Such scenes prompted the European Parliament on Wednesday to condemn the heavy-handed response by Turkish police and sparked a heated riposte from Erdogan. A May 31 police raid to clear out the park ignited demonstrations that morphed into broader protests against what many say is the prime minister's increasingly authoritarian style of government. Five people — four demonstrators and a police officer —were killed in the protests that spread to dozens of other cities.

The protests have centered lately on three cities: Istanbul, Izmir on the Aegean Sea coast, and Ankara, the capital. Erdogan's opponents, including many protesters, have grown increasingly suspicious about what they call a gradual erosion of freedoms and secular Turkish values under his Islamic-rooted party's government. It has passed new restrictions on alcohol and attempted but dropped a plan to limit women's access to abortion.

Mobilizing instruments of democracy and the state — the courts, and a referendum — could shield the prime minister from accusations of an authoritarian response. "Until the courts give their final verdicts, no action will be taken regarding Gezi Park," said Huseyin Celik, a spokesman for Erdogan's Justice and Development Party, after the meeting. "Even if the court ... is in favor of our government's decisions, our government will hold a referendum to see what our people think — what they want and don't want."

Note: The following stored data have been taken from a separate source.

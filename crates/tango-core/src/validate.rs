use std::collections::HashSet;
use std::fmt;

use serde_json::{Map, Value};
use tango_types::{VocabList, wire};

use crate::language::VocabLanguage;

/// Why a single field failed its shape check
#[derive(Debug, Clone, Copy, PartialEq, Eq)]
pub enum ShapeProblem {
    Missing,
    WrongType { expected: &'static str },
    Empty,
    NotAnObject,
    /// An entry inside a string array is empty or not a string
    BadEntry { position: usize },
}

impl fmt::Display for ShapeProblem {
    fn fmt(&self, f: &mut fmt::Formatter<'_>) -> fmt::Result {
        match self {
            Self::Missing => write!(f, "is missing"),
            Self::WrongType { expected } => write!(f, "has the wrong type, expected {expected}"),
            Self::Empty => write!(f, "is empty"),
            Self::NotAnObject => write!(f, "is not an object"),
            Self::BadEntry { position } => {
                write!(f, "has an empty or non-string entry at position {position}")
            }
        }
    }
}

#[derive(Debug, Clone, PartialEq, Eq, thiserror::Error)]
pub enum ValidationError {
    #[error("completion text is not valid JSON: {reason}")]
    NotParseable { reason: String },

    #[error("expected a JSON array at the top level, found {found}")]
    NotAnArray { found: &'static str },

    #[error("item {index}: `{field}` {problem}")]
    InvalidItemShape {
        index: usize,
        field: &'static str,
        problem: ShapeProblem,
    },

    #[error("item {item}, part {part}: `{field}` {problem}")]
    InvalidPartShape {
        item: usize,
        part: usize,
        field: &'static str,
        problem: ShapeProblem,
    },
}

impl ValidationError {
    /// Stable label for logs
    pub fn kind(&self) -> &'static str {
        match self {
            Self::NotParseable { .. } => "not_parseable",
            Self::NotAnArray { .. } => "not_an_array",
            Self::InvalidItemShape { .. } => "invalid_item_shape",
            Self::InvalidPartShape { .. } => "invalid_part_shape",
        }
    }
}

/// Field label used when an array element is not an object at all
const ELEMENT: &str = "element";

/// Parse model output and enforce the vocabulary schema.
///
/// Every element is checked before any typed value is built, so a list is
/// either returned whole or not at all. No trimming or normalization happens.
pub fn validate(raw: &str) -> Result<VocabList, ValidationError> {
    let value: Value = serde_json::from_str(raw).map_err(|e| ValidationError::NotParseable {
        reason: e.to_string(),
    })?;

    let Value::Array(items) = &value else {
        return Err(ValidationError::NotAnArray {
            found: kind_of(&value),
        });
    };

    for (index, item) in items.iter().enumerate() {
        check_item(index, item)?;
    }

    serde_json::from_value(value).map_err(|e| ValidationError::NotParseable {
        reason: e.to_string(),
    })
}

fn kind_of(value: &Value) -> &'static str {
    match value {
        Value::Null => "null",
        Value::Bool(_) => "boolean",
        Value::Number(_) => "number",
        Value::String(_) => "string",
        Value::Array(_) => "array",
        Value::Object(_) => "object",
    }
}

fn check_item(index: usize, item: &Value) -> Result<(), ValidationError> {
    let item_error = |field, problem| ValidationError::InvalidItemShape {
        index,
        field,
        problem,
    };

    let Value::Object(fields) = item else {
        return Err(item_error(ELEMENT, ShapeProblem::NotAnObject));
    };

    for field in [wire::TOKEN, wire::TRANSLITERATION, wire::GLOSS] {
        check_text(fields, field).map_err(|problem| item_error(field, problem))?;
    }

    let parts = check_array(fields, wire::PARTS).map_err(|problem| item_error(wire::PARTS, problem))?;

    for (part_index, part) in parts.iter().enumerate() {
        check_part(index, part_index, part)?;
    }

    Ok(())
}

fn check_part(item: usize, part: usize, value: &Value) -> Result<(), ValidationError> {
    let part_error = |field, problem| ValidationError::InvalidPartShape {
        item,
        part,
        field,
        problem,
    };

    let Value::Object(fields) = value else {
        return Err(part_error(ELEMENT, ShapeProblem::NotAnObject));
    };

    check_text(fields, wire::PART_UNIT).map_err(|problem| part_error(wire::PART_UNIT, problem))?;

    let readings = check_array(fields, wire::PART_READINGS)
        .map_err(|problem| part_error(wire::PART_READINGS, problem))?;

    for (position, reading) in readings.iter().enumerate() {
        if !matches!(reading, Value::String(s) if !s.is_empty()) {
            return Err(part_error(
                wire::PART_READINGS,
                ShapeProblem::BadEntry { position },
            ));
        }
    }

    Ok(())
}

/// Present, a string and non-empty. `null` counts as missing
fn check_text(fields: &Map<String, Value>, field: &str) -> Result<(), ShapeProblem> {
    match fields.get(field) {
        None | Some(Value::Null) => Err(ShapeProblem::Missing),
        Some(Value::String(s)) if s.is_empty() => Err(ShapeProblem::Empty),
        Some(Value::String(_)) => Ok(()),
        Some(_) => Err(ShapeProblem::WrongType { expected: "string" }),
    }
}

/// Present, an array and non-empty
fn check_array<'a>(
    fields: &'a Map<String, Value>,
    field: &str,
) -> Result<&'a Vec<Value>, ShapeProblem> {
    match fields.get(field) {
        None | Some(Value::Null) => Err(ShapeProblem::Missing),
        Some(Value::Array(values)) if values.is_empty() => Err(ShapeProblem::Empty),
        Some(Value::Array(values)) => Ok(values),
        Some(_) => Err(ShapeProblem::WrongType { expected: "array" }),
    }
}

/// Things worth logging about a valid list that never make it invalid
#[derive(Debug, Clone, Default, PartialEq, Eq)]
pub struct Observations {
    /// Entries whose token already appeared earlier in the list
    pub duplicate_tokens: usize,
    /// Indices of entries whose joined parts differ from the token
    pub unreconstructed: Vec<usize>,
}

impl Observations {
    pub fn is_clean(&self) -> bool {
        self.duplicate_tokens == 0 && self.unreconstructed.is_empty()
    }
}

pub fn observe(list: &VocabList, language: &dyn VocabLanguage) -> Observations {
    let mut seen = HashSet::new();
    let duplicate_tokens = list
        .iter()
        .filter(|item| !seen.insert(item.token.as_str()))
        .count();

    let unreconstructed = list
        .iter()
        .enumerate()
        .filter(|(_, item)| {
            language.normalize(&item.joined_units()) != language.normalize(&item.token)
        })
        .map(|(index, _)| index)
        .collect();

    Observations {
        duplicate_tokens,
        unreconstructed,
    }
}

The Taksim Solidarity group, two of whose members were in the meeting with Erdogan, has emerged as the most high-profile from the occupation that began last month. But it does not speak for all of the hundreds camping in the park. Many say they have no affiliation to any group or party.

Tayfun Kahraman, one of the Taksim Solidarity members who attended the meeting, said he believed Erdogan had offered "positive words," and that fellow activists would consider them in a "positive manner." But he said those in Gezi Park would "make their own assessments."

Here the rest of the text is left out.